### [Directions for this task]
Read the lines below and count those that have the word "ModelDirection". Respond with the number only.

### [Dataset excerpts]
((

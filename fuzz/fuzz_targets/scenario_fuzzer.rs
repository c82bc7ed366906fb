//! Fuzz target for whole runs
//!
//! Build a small building from fuzzer input and run it with the reference
//! strategies.
//!
//! # Invariants
//!
//! - Every run completes; no stall, no violation
//! - Each rider leaves elevators exactly at its stops
//! - Standard invariants hold at every quiescent point

#![no_main]

use arbitrary::Arbitrary;
use libfuzzer_sys::fuzz_target;
use liftbank_core::BankConfig;
use liftbank_harness::Scenario;

#[derive(Debug, Arbitrary)]
struct Building {
    seed: u64,
    elevators: u8,
    floors: u8,
    riders: u8,
    stops: u8,
    capacity: u8,
}

fuzz_target!(|building: Building| {
    let config = BankConfig::default()
        .with_ticks_per_floor(25)
        .with_capacity(usize::from(building.capacity % 4) + 1);
    let scenario = Scenario::random(
        building.seed,
        usize::from(building.elevators % 3) + 1,
        usize::from(building.floors % 10) + 1,
        usize::from(building.riders % 12),
        usize::from(building.stops % 4),
    )
    .with_config(config);

    let outcome = match scenario.run() {
        Ok(outcome) => outcome,
        Err(error) => panic!("scenario {building:?} failed: {error}"),
    };
    assert!(outcome.violations.is_empty(), "{:?}", outcome.violations);

    let expected: Vec<_> = scenario.riders.iter().map(|plan| plan.stops.clone()).collect();
    assert_eq!(outcome.rider_floors, expected);
});
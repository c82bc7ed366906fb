//! Liftbank simulator binary.
//!
//! # Usage
//!
//! ```bash
//! # Two cars, ten floors, twenty riders
//! liftbank-sim --elevators 2 --floors 10 --riders 20 --seed 7
//!
//! # Log every scene update
//! liftbank-sim --render --log-level debug
//! ```

use clap::Parser;
use liftbank_core::{BankConfig, DEFAULT_CAPACITY, DEFAULT_TICKS_PER_FLOOR};
use liftbank_harness::Scenario;
use tracing_subscriber::{EnvFilter, fmt, layer::SubscriberExt, util::SubscriberInitExt};

/// Elevator bank simulator
#[derive(Parser, Debug)]
#[command(name = "liftbank-sim")]
#[command(about = "Run a seeded elevator bank scenario")]
#[command(version)]
struct Args {
    /// Number of elevators
    #[arg(short, long, default_value = "2")]
    elevators: usize,

    /// Number of floors
    #[arg(short, long, default_value = "8")]
    floors: usize,

    /// Number of riders
    #[arg(short, long, default_value = "10")]
    riders: usize,

    /// Maximum stops per rider
    #[arg(long, default_value = "3")]
    stops: usize,

    /// Scenario seed
    #[arg(short, long, default_value = "0")]
    seed: u64,

    /// Riders an elevator holds
    #[arg(long, default_value_t = DEFAULT_CAPACITY)]
    capacity: usize,

    /// Virtual ticks to travel one floor
    #[arg(long, default_value_t = DEFAULT_TICKS_PER_FLOOR)]
    ticks_per_floor: u64,

    /// Record and log every scene update
    #[arg(long)]
    render: bool,

    /// Log level (trace, debug, info, warn, error)
    #[arg(long, default_value = "info")]
    log_level: String,
}

fn main() -> Result<(), Box<dyn std::error::Error>> {
    let args = Args::parse();
    let filter =
        EnvFilter::try_from_default_env().unwrap_or_else(|_| EnvFilter::new(&args.log_level));

    tracing_subscriber::registry().with(fmt::layer()).with(filter).init();

    let config = BankConfig::default()
        .with_capacity(args.capacity)
        .with_ticks_per_floor(args.ticks_per_floor)
        .with_renderer_allowed(args.render);
    let scenario =
        Scenario::random(args.seed, args.elevators, args.floors, args.riders, args.stops)
            .with_config(config);

    tracing::info!(
        seed = args.seed,
        elevators = args.elevators,
        floors = args.floors,
        riders = scenario.riders.len(),
        "starting scenario"
    );
    for (rider, plan) in scenario.riders.iter().enumerate() {
        tracing::debug!(rider, floor = plan.floor, stops = ?plan.stops, "rider plan");
    }

    let outcome = scenario.run()?;

    for update in &outcome.transcript {
        tracing::info!(?update, "scene");
    }
    tracing::info!(
        final_tick = outcome.report.final_tick,
        wakeups = outcome.report.wakeups,
        rider_events = outcome.report.rider_events,
        controller_events = outcome.report.controller_events,
        checks = outcome.checks,
        "scenario complete"
    );

    if !outcome.violations.is_empty() {
        for (tick, violation) in &outcome.violations {
            tracing::error!(tick, %violation, "invariant violated");
        }
        return Err(format!("{} invariant violations", outcome.violations.len()).into());
    }

    Ok(())
}
//! Operations for model-based testing.
//!
//! Operations are everything a controller or rider can do to one elevator,
//! plus the passage of time. They are generated randomly by proptest (or by
//! the fuzzer through `Arbitrary`) and applied to both the model and the
//! real state machine.

use arbitrary::Arbitrary;
use liftbank_core::{ControlError, ControlResult, Direction};

/// Direction as generated by proptest and the fuzzer.
#[derive(Debug, Clone, Copy, PartialEq, Eq, Arbitrary)]
pub enum ModelDirection {
    /// Towards higher floors.
    Up,
    /// Towards lower floors.
    Down,
    /// No direction.
    Neither,
}

impl From<ModelDirection> for Direction {
    fn from(direction: ModelDirection) -> Self {
        match direction {
            ModelDirection::Up => Direction::Up,
            ModelDirection::Down => Direction::Down,
            ModelDirection::Neither => Direction::Neither,
        }
    }
}

/// Operations that can be applied to one elevator.
///
/// Floors and riders are kept small; floors wrap modulo the building height
/// so every generated value is meaningful.
#[derive(Debug, Clone, Arbitrary)]
pub enum ElevatorOp {
    /// Controller opens the doors.
    OpenDoors,

    /// Controller closes the doors.
    CloseDoors,

    /// Controller sends the elevator somewhere.
    MoveTo {
        /// Target floor (wrapped).
        floor: u8,
    },

    /// Virtual time passes; due steps are taken.
    Advance {
        /// Ticks to advance.
        ticks: u16,
    },

    /// A rider tries to board.
    Enter {
        /// Rider index.
        rider: u8,
        /// Floor the rider stands on (wrapped).
        floor: u8,
    },

    /// A rider tries to leave.
    Exit {
        /// Rider index.
        rider: u8,
        /// Floor the rider claims the elevator is at (wrapped).
        floor: u8,
    },

    /// Controller sets the direction display.
    SetDisplay {
        /// New display.
        direction: ModelDirection,
    },
}

/// Classified result of one operation.
#[derive(Debug, Clone, Copy, PartialEq, Eq)]
pub enum OpOutcome {
    /// Accepted.
    Ok,
    /// Refused; state unchanged.
    Refused,
    /// Invariant violation; state unchanged.
    Violation,
}

impl OpOutcome {
    /// Classify a facade result.
    pub fn of<T>(result: &ControlResult<T>) -> Self {
        match result {
            Ok(_) => Self::Ok,
            Err(ControlError::Refused(_)) => Self::Refused,
            Err(ControlError::Violation(_)) => Self::Violation,
        }
    }
}
//! Liftbank core
//!
//! Deterministic discrete-event simulation of a bank of elevators and the
//! riders who use them. The engine owns the physical state and a virtual
//! clock; the dispatch algorithm and the rider scripts are pluggable
//! strategies that act only through facades.
//!
//! # Architecture
//!
//! The elevator and rider state machines are pure: they validate, mutate and
//! report what happened. The world around them turns those reports into
//! scheduled wakeups, queued events and renderer updates. Actors are futures
//! on a single-threaded executor and only the engine advances time, so a
//! given setup always produces the same run.
//!
//! # Components
//!
//! - [`ElevatorBank`]: lifecycle, setup and the run loop
//! - [`Elevator`], [`RiderState`]: the state machines
//! - [`ControllerControls`], [`RiderControls`]: facades handed to actors
//! - [`Controller`], [`Rider`]: strategy traits
//! - [`VirtualClock`]: tick-ordered wakeup queue
//! - [`Renderer`], [`SceneUpdate`]: optional observation of the scene
//!
//! # Errors
//!
//! Facade calls return [`ControlError`]: a [`Refusal`] is ordinary control
//! flow, a [`Violation`] aborts the run.

#![forbid(unsafe_code)]
#![deny(missing_docs)]

mod bank;
mod clock;
mod config;
mod controls;
mod delivery;
mod elevator;
mod error;
mod event;
mod render;
mod rider;
mod strategy;
mod types;
mod world;

pub use bank::{BankState, ElevatorBank, Inspector, RiderHandle, RunReport};
pub use clock::VirtualClock;
pub use config::{
    BankConfig, DEFAULT_CAPACITY, DEFAULT_NOTIFY_DELAY, DEFAULT_TICKS_PER_FLOOR, RedirectBoundary,
};
pub use controls::{ControllerControls, RiderControls, Sleep};
pub use delivery::observes;
pub use elevator::{Elevator, MoveOutcome, Step};
pub use error::{BankError, ControlError, ControlResult, Refusal, Violation};
pub use event::{ControllerEvent, ControllerEventKind, RiderEvent, RiderEventKind};
pub use render::{Renderer, SceneUpdate, TracingRenderer};
pub use rider::RiderState;
pub use strategy::{Controller, Rider};
pub use types::{Direction, ElevatorId, Floor, Locus, RiderId, Tick};
pub use world::BankView;
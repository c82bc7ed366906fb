//! Rider state machine.
//!
//! A rider is either standing on a floor or riding one elevator. Operations
//! validate against the rider's own state and the elevators it interacts
//! with, and return the controller event to emit (if any) rather than
//! delivering it; delivery is the caller's job.

use std::collections::VecDeque;

use crate::{
    elevator::Elevator,
    error::{ControlResult, Refusal, Violation},
    event::{ControllerEvent, ControllerEventKind, RiderEvent},
    types::{Direction, ElevatorId, Floor, Locus, RiderId},
};

/// State of one rider.
#[derive(Debug, Clone)]
pub struct RiderState {
    id: RiderId,
    floor: Floor,
    elevator: Option<ElevatorId>,
    exits: Vec<Floor>,
    stops: Vec<Floor>,
    events: VecDeque<RiderEvent>,
    finished: bool,
}

impl RiderState {
    /// Create a rider standing on `floor` that expects to leave elevators at
    /// `stops`, in order.
    pub fn new(id: RiderId, floor: Floor, stops: Vec<Floor>) -> Self {
        Self {
            id,
            floor,
            elevator: None,
            exits: Vec::new(),
            stops,
            events: VecDeque::new(),
            finished: false,
        }
    }

    /// Rider index.
    pub fn id(&self) -> RiderId {
        self.id
    }

    /// Current floor. While riding this follows the elevator.
    pub fn floor(&self) -> Floor {
        self.floor
    }

    /// Elevator the rider is in, if any.
    pub fn elevator(&self) -> Option<ElevatorId> {
        self.elevator
    }

    /// Where the rider is for event delivery.
    pub fn locus(&self) -> Locus {
        match self.elevator {
            Some(elevator) => Locus::InElevator(elevator),
            None => Locus::OnFloor(self.floor),
        }
    }

    /// Floors the rider has left an elevator at, in order.
    pub fn floors(&self) -> &[Floor] {
        &self.exits
    }

    /// Floors the rider is expected to leave an elevator at.
    pub fn stops(&self) -> &[Floor] {
        &self.stops
    }

    /// Whether `finish` succeeded.
    pub fn is_finished(&self) -> bool {
        self.finished
    }

    /// Number of queued, undelivered events.
    pub fn pending_events(&self) -> usize {
        self.events.len()
    }

    pub(crate) fn events_mut(&mut self) -> &mut VecDeque<RiderEvent> {
        &mut self.events
    }

    /// Follow the elevator to a new floor.
    pub(crate) fn ride_to(&mut self, floor: Floor) {
        debug_assert!(self.elevator.is_some());
        self.floor = floor;
    }

    /// Press the up or down hall button.
    ///
    /// Redundant if an elevator already stands open at this floor showing
    /// the same direction. Presses by different riders are never merged.
    ///
    /// # Errors
    ///
    /// - `Violation::Riding` if in an elevator
    /// - `Violation::NoDirection` for `Direction::Neither`
    /// - `Violation::NoFloorInDirection` for up at the top or down at the
    ///   ground floor
    /// - `Refusal::AlreadyServed` if a compatible elevator is open here
    pub(crate) fn press_direction_button(
        &self,
        direction: Direction,
        num_floors: usize,
        elevators: &[Elevator],
    ) -> ControlResult<ControllerEvent> {
        if let Some(elevator) = self.elevator {
            return Err(Violation::Riding { rider: self.id, elevator }.into());
        }

        let kind = match direction {
            Direction::Up if self.floor + 1 < num_floors => ControllerEventKind::UpButtonPressed,
            Direction::Down if self.floor > 0 => ControllerEventKind::DownButtonPressed,
            Direction::Neither => return Err(Violation::NoDirection.into()),
            _ => {
                return Err(Violation::NoFloorInDirection { floor: self.floor, direction }.into());
            },
        };

        let served = elevators.iter().any(|e| {
            e.doors_open() && e.direction_display() == direction && e.floor() == self.floor
        });
        if served {
            return Err(Refusal::AlreadyServed { floor: self.floor }.into());
        }

        Ok(ControllerEvent::hall_call(kind, self.floor))
    }

    /// Board `elevator`, which must be open at the rider's floor.
    ///
    /// # Errors
    ///
    /// - `Violation::Riding` if already in an elevator
    /// - anything [`Elevator::enter`] returns
    pub(crate) fn enter_elevator(&mut self, elevator: &mut Elevator) -> ControlResult<()> {
        if let Some(current) = self.elevator {
            return Err(Violation::Riding { rider: self.id, elevator: current }.into());
        }

        elevator.enter(self.id, self.floor)?;
        self.elevator = Some(elevator.id());
        Ok(())
    }

    /// Press a floor button inside the elevator.
    ///
    /// # Errors
    ///
    /// - `Violation::NotRiding` if not in an elevator
    /// - `Refusal::AlreadyServed` if the elevator is open at `floor`
    pub(crate) fn press_floor_button(
        &self,
        floor: Floor,
        elevators: &[Elevator],
    ) -> ControlResult<ControllerEvent> {
        let Some(index) = self.elevator else {
            return Err(Violation::NotRiding { rider: self.id }.into());
        };
        let elevator = &elevators[index];

        if elevator.doors_open() && elevator.floor() == floor {
            return Err(Refusal::AlreadyServed { floor }.into());
        }

        Ok(ControllerEvent::new(ControllerEventKind::FloorButtonPressed, floor, Some(index)))
    }

    /// Leave the elevator at `floor`, recording it in the exit history.
    ///
    /// Returns the elevator left.
    ///
    /// # Errors
    ///
    /// - `Violation::NotRiding` if not in an elevator
    /// - anything [`Elevator::exit`] returns
    pub(crate) fn exit_elevator(
        &mut self,
        floor: Floor,
        elevators: &mut [Elevator],
    ) -> ControlResult<ElevatorId> {
        let Some(index) = self.elevator else {
            return Err(Violation::NotRiding { rider: self.id }.into());
        };

        elevators[index].exit(self.id, floor)?;
        self.elevator = None;
        self.floor = floor;
        self.exits.push(floor);
        Ok(index)
    }

    /// Compare the exit history with the expected stops and mark finished.
    ///
    /// # Errors
    ///
    /// - `Violation::StopsMismatch` if they differ in any element or length
    pub(crate) fn finish(&mut self) -> Result<(), Violation> {
        self.finished = true;
        self.events.clear();

        if self.exits != self.stops {
            return Err(Violation::StopsMismatch {
                rider: self.id,
                expected: self.stops.clone(),
                actual: self.exits.clone(),
            });
        }
        Ok(())
    }
}

#[cfg(test)]
mod tests {
    use super::*;
    use crate::error::ControlError;

    fn open_elevator(id: ElevatorId, floor: Floor, display: Direction) -> Elevator {
        let mut elevator = Elevator::new(id, floor, 4);
        elevator.set_direction_display(display);
        elevator.open_doors().unwrap();
        elevator
    }

    #[test]
    fn new_rider_stands_on_its_floor() {
        let rider = RiderState::new(0, 3, vec![5]);
        assert_eq!(rider.locus(), Locus::OnFloor(3));
        assert!(rider.floors().is_empty());
        assert!(!rider.is_finished());
    }

    #[test]
    fn hall_call_produces_event() {
        let rider = RiderState::new(0, 2, vec![]);
        let event = rider.press_direction_button(Direction::Up, 5, &[]).unwrap();
        assert_eq!(event.kind, ControllerEventKind::UpButtonPressed);
        assert_eq!(event.floor, 2);
        assert_eq!(event.elevator, None);
    }

    #[test]
    fn hall_call_past_the_building_is_a_violation() {
        let top = RiderState::new(0, 4, vec![]);
        assert_eq!(
            top.press_direction_button(Direction::Up, 5, &[]).unwrap_err(),
            ControlError::Violation(Violation::NoFloorInDirection {
                floor: 4,
                direction: Direction::Up
            })
        );

        let ground = RiderState::new(1, 0, vec![]);
        assert!(ground.press_direction_button(Direction::Down, 5, &[]).unwrap_err().is_fatal());
        assert!(ground.press_direction_button(Direction::Neither, 5, &[]).unwrap_err().is_fatal());
    }

    #[test]
    fn hall_call_is_redundant_only_with_compatible_open_elevator() {
        let rider = RiderState::new(0, 1, vec![]);

        let wrong_direction = [open_elevator(0, 1, Direction::Down)];
        assert!(rider.press_direction_button(Direction::Up, 4, &wrong_direction).is_ok());

        let wrong_floor = [open_elevator(0, 2, Direction::Up)];
        assert!(rider.press_direction_button(Direction::Up, 4, &wrong_floor).is_ok());

        let compatible = [open_elevator(0, 2, Direction::Up), open_elevator(1, 1, Direction::Up)];
        assert_eq!(
            rider.press_direction_button(Direction::Up, 4, &compatible).unwrap_err().refusal(),
            Some(Refusal::AlreadyServed { floor: 1 })
        );
    }

    #[test]
    fn boarding_and_leaving_update_locus_and_history() {
        let mut elevators = vec![open_elevator(0, 0, Direction::Up)];
        let mut rider = RiderState::new(3, 0, vec![0]);

        rider.enter_elevator(&mut elevators[0]).unwrap();
        assert_eq!(rider.locus(), Locus::InElevator(0));
        assert!(elevators[0].carries(3));

        assert_eq!(rider.exit_elevator(0, &mut elevators), Ok(0));
        assert_eq!(rider.locus(), Locus::OnFloor(0));
        assert_eq!(rider.floors(), &[0]);
        assert!(elevators[0].occupants().is_empty());
    }

    #[test]
    fn floor_button_requires_riding() {
        let rider = RiderState::new(0, 0, vec![]);
        let err = rider.press_floor_button(2, &[]).unwrap_err();
        assert_eq!(err, ControlError::Violation(Violation::NotRiding { rider: 0 }));
    }

    #[test]
    fn floor_button_is_redundant_when_open_there() {
        let mut elevators = vec![open_elevator(0, 1, Direction::Neither)];
        let mut rider = RiderState::new(0, 1, vec![]);
        rider.enter_elevator(&mut elevators[0]).unwrap();

        assert_eq!(
            rider.press_floor_button(1, &elevators).unwrap_err().refusal(),
            Some(Refusal::AlreadyServed { floor: 1 })
        );

        let event = rider.press_floor_button(3, &elevators).unwrap();
        assert_eq!(event.kind, ControllerEventKind::FloorButtonPressed);
        assert_eq!(event.elevator, Some(0));
    }

    #[test]
    fn riding_rider_cannot_call_or_board() {
        let mut elevators =
            vec![open_elevator(0, 0, Direction::Up), open_elevator(1, 0, Direction::Up)];
        let mut rider = RiderState::new(0, 0, vec![]);
        rider.enter_elevator(&mut elevators[0]).unwrap();

        assert!(rider.press_direction_button(Direction::Up, 3, &elevators).unwrap_err().is_fatal());
        assert!(rider.enter_elevator(&mut elevators[1]).unwrap_err().is_fatal());
    }

    #[test]
    fn finish_checks_stop_history() {
        let mut rider = RiderState::new(0, 0, vec![2]);
        assert_eq!(
            rider.finish(),
            Err(Violation::StopsMismatch { rider: 0, expected: vec![2], actual: vec![] })
        );
        assert!(rider.is_finished());

        let mut rider = RiderState::new(1, 0, vec![]);
        assert_eq!(rider.finish(), Ok(()));
    }
}
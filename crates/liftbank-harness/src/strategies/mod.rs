//! Reference strategies.
//!
//! Simple, deterministic controller and rider implementations that always
//! complete a run. Scenarios, the simulator and the invariant tests use them
//! to exercise the engine end to end.

mod scripted;
mod sweep;

pub use scripted::ScriptedRider;
pub use sweep::{DEFAULT_DWELL, SweepController};
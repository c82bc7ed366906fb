//! Error types for the elevator bank.
//!
//! Two tiers, kept apart in the type system:
//!
//! - [`Refusal`]: predictable outcomes a strategy must handle (pressing a
//!   button that is already being served, moving to the current floor,
//!   redirecting past a committed direction). Ordinary control flow.
//! - [`Violation`]: calls that are impossible if the caller respects the
//!   facade contract. The first violation poisons the run; the engine never
//!   absorbs one silently.
//!
//! Facade operations return [`ControlError`], which carries either tier.
//! Setup and run operations return [`BankError`].

use thiserror::Error;

use crate::{
    bank::BankState,
    types::{Direction, ElevatorId, Floor, RiderId, Tick},
};

/// Predictable refusal of a facade operation.
#[derive(Error, Debug, Clone, Copy, PartialEq, Eq)]
pub enum Refusal {
    /// Stationary elevator asked to move to the floor it is on
    #[error("elevator is already at floor {floor}")]
    AlreadyAtFloor {
        /// Current floor
        floor: Floor,
    },

    /// Moving elevator asked to reverse past its current position
    #[error("cannot redirect to floor {target}: heading {heading} from floor {floor}")]
    WouldReverse {
        /// Last floor reached
        floor: Floor,
        /// Requested destination
        target: Floor,
        /// Committed direction of travel
        heading: Direction,
    },

    /// Doors must be open to board or leave
    #[error("doors are closed")]
    DoorsClosed,

    /// Elevator is between floors
    #[error("elevator is moving")]
    Moving,

    /// Elevator is at a different floor than the rider claims
    #[error("elevator is at floor {elevator_floor}, not floor {floor}")]
    WrongFloor {
        /// Floor the elevator is at
        elevator_floor: Floor,
        /// Floor given by the caller
        floor: Floor,
    },

    /// Elevator holds as many riders as it can
    #[error("elevator is full ({capacity} riders)")]
    Full {
        /// Configured capacity
        capacity: usize,
    },

    /// An elevator already serves this call with its doors open
    #[error("an elevator is already open at floor {floor}")]
    AlreadyServed {
        /// Floor of the redundant call
        floor: Floor,
    },
}

/// Invariant violation: a defect in a strategy or in the engine.
#[derive(Error, Debug, Clone, PartialEq, Eq)]
pub enum Violation {
    /// `open_doors` on open doors
    #[error("elevator {elevator}: doors already open")]
    DoorsAlreadyOpen {
        /// Elevator index
        elevator: ElevatorId,
    },

    /// `close_doors` on closed doors
    #[error("elevator {elevator}: doors already closed")]
    DoorsAlreadyClosed {
        /// Elevator index
        elevator: ElevatorId,
    },

    /// `open_doors` while travelling
    #[error("elevator {elevator}: cannot open doors while moving")]
    OpenWhileMoving {
        /// Elevator index
        elevator: ElevatorId,
    },

    /// `move_to` while the doors are open
    #[error("elevator {elevator}: cannot move with doors open")]
    MoveWithDoorsOpen {
        /// Elevator index
        elevator: ElevatorId,
    },

    /// Elevator index out of range
    #[error("no elevator {elevator} (bank has {count})")]
    NoSuchElevator {
        /// Requested index
        elevator: ElevatorId,
        /// Number of elevators
        count: usize,
    },

    /// Floor out of range
    #[error("no floor {floor} (building has {count})")]
    NoSuchFloor {
        /// Requested floor
        floor: Floor,
        /// Number of floors
        count: usize,
    },

    /// Rider boarding an elevator that already lists it
    #[error("rider {rider} is already aboard elevator {elevator}")]
    AlreadyAboard {
        /// Rider index
        rider: RiderId,
        /// Elevator index
        elevator: ElevatorId,
    },

    /// Rider leaving an elevator that does not list it
    #[error("rider {rider} is not aboard elevator {elevator}")]
    NotAboard {
        /// Rider index
        rider: RiderId,
        /// Elevator index
        elevator: ElevatorId,
    },

    /// Floor-side operation while riding
    #[error("rider {rider} is riding elevator {elevator}")]
    Riding {
        /// Rider index
        rider: RiderId,
        /// Elevator the rider is in
        elevator: ElevatorId,
    },

    /// Car-side operation while standing on a floor
    #[error("rider {rider} is not in an elevator")]
    NotRiding {
        /// Rider index
        rider: RiderId,
    },

    /// Up at the top floor or down at the ground floor
    #[error("no floor {direction} of floor {floor}")]
    NoFloorInDirection {
        /// Floor of the call
        floor: Floor,
        /// Requested direction
        direction: Direction,
    },

    /// Hall call without a direction
    #[error("hall calls need a direction")]
    NoDirection,

    /// Rider finished with an exit history that differs from its script
    #[error("rider {rider} stopped at {actual:?}, expected {expected:?}")]
    StopsMismatch {
        /// Rider index
        rider: RiderId,
        /// Expected stop sequence
        expected: Vec<Floor>,
        /// Recorded exit floors
        actual: Vec<Floor>,
    },

    /// The run was already poisoned by an earlier violation
    #[error("run aborted by an earlier violation")]
    RunAborted,
}

/// Error returned by facade operations.
#[derive(Error, Debug, Clone, PartialEq, Eq)]
pub enum ControlError {
    /// Refused, simulation state unchanged
    #[error("refused: {0}")]
    Refused(#[from] Refusal),

    /// Invariant violated, run is poisoned
    #[error("invariant violation: {0}")]
    Violation(#[from] Violation),
}

impl ControlError {
    /// Returns true if this error terminates the run.
    ///
    /// Refusals leave state untouched and the strategy may carry on.
    /// Violations are never recoverable.
    pub fn is_fatal(&self) -> bool {
        matches!(self, Self::Violation(_))
    }

    /// The refusal, if this is one.
    pub fn refusal(&self) -> Option<Refusal> {
        match self {
            Self::Refused(refusal) => Some(*refusal),
            Self::Violation(_) => None,
        }
    }
}

/// Result of a facade operation.
pub type ControlResult<T> = Result<T, ControlError>;

/// Errors from setting up or running a simulation.
#[derive(Error, Debug, Clone, PartialEq, Eq)]
pub enum BankError {
    /// Lifecycle operation attempted in the wrong state
    #[error("invalid state: cannot {operation} while {state:?}")]
    InvalidState {
        /// Current lifecycle state
        state: BankState,
        /// Operation that was attempted
        operation: &'static str,
    },

    /// Bad arguments to a setup call
    #[error("invalid setup: {0}")]
    InvalidSetup(String),

    /// Rendering was requested but the configuration forbids it
    #[error("renderer not allowed by configuration")]
    RendererNotAllowed,

    /// A strategy (or the engine) violated an invariant
    #[error("run failed: {0}")]
    Violation(#[from] Violation),

    /// No actor can make progress and none is scheduled to
    #[error(
        "run stalled at tick {tick}: riders {unfinished_riders:?} unfinished, controller \
         finished: {controller_finished}"
    )]
    Stalled {
        /// Virtual time at which progress stopped
        tick: Tick,
        /// Riders that never called `finish`
        unfinished_riders: Vec<RiderId>,
        /// Whether the controller called `finish`
        controller_finished: bool,
    },

    /// The executor refused to start an actor
    #[error("executor error: {0}")]
    Executor(String),
}

impl From<futures::task::SpawnError> for BankError {
    fn from(err: futures::task::SpawnError) -> Self {
        Self::Executor(err.to_string())
    }
}

#[cfg(test)]
mod tests {
    use super::*;

    #[test]
    fn refusals_are_not_fatal() {
        let refusals = [
            Refusal::AlreadyAtFloor { floor: 0 },
            Refusal::WouldReverse { floor: 2, target: 1, heading: Direction::Up },
            Refusal::DoorsClosed,
            Refusal::Moving,
            Refusal::WrongFloor { elevator_floor: 1, floor: 2 },
            Refusal::Full { capacity: 4 },
            Refusal::AlreadyServed { floor: 3 },
        ];

        for refusal in refusals {
            let err = ControlError::from(refusal);
            assert!(!err.is_fatal());
            assert_eq!(err.refusal(), Some(refusal));
        }
    }

    #[test]
    fn violations_are_fatal() {
        let violations = [
            Violation::DoorsAlreadyOpen { elevator: 0 },
            Violation::NotAboard { rider: 1, elevator: 0 },
            Violation::StopsMismatch { rider: 0, expected: vec![1], actual: vec![] },
            Violation::RunAborted,
        ];

        for violation in violations {
            let err = ControlError::from(violation);
            assert!(err.is_fatal());
            assert_eq!(err.refusal(), None);
        }
    }

    #[test]
    fn messages_name_the_offender() {
        let err = ControlError::from(Violation::DoorsAlreadyOpen { elevator: 3 });
        assert_eq!(err.to_string(), "invariant violation: elevator 3: doors already open");

        let err = BankError::InvalidState { state: BankState::Running, operation: "add_rider" };
        assert_eq!(err.to_string(), "invalid state: cannot add_rider while Running");
    }
}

))

### [Solution for this problem]
7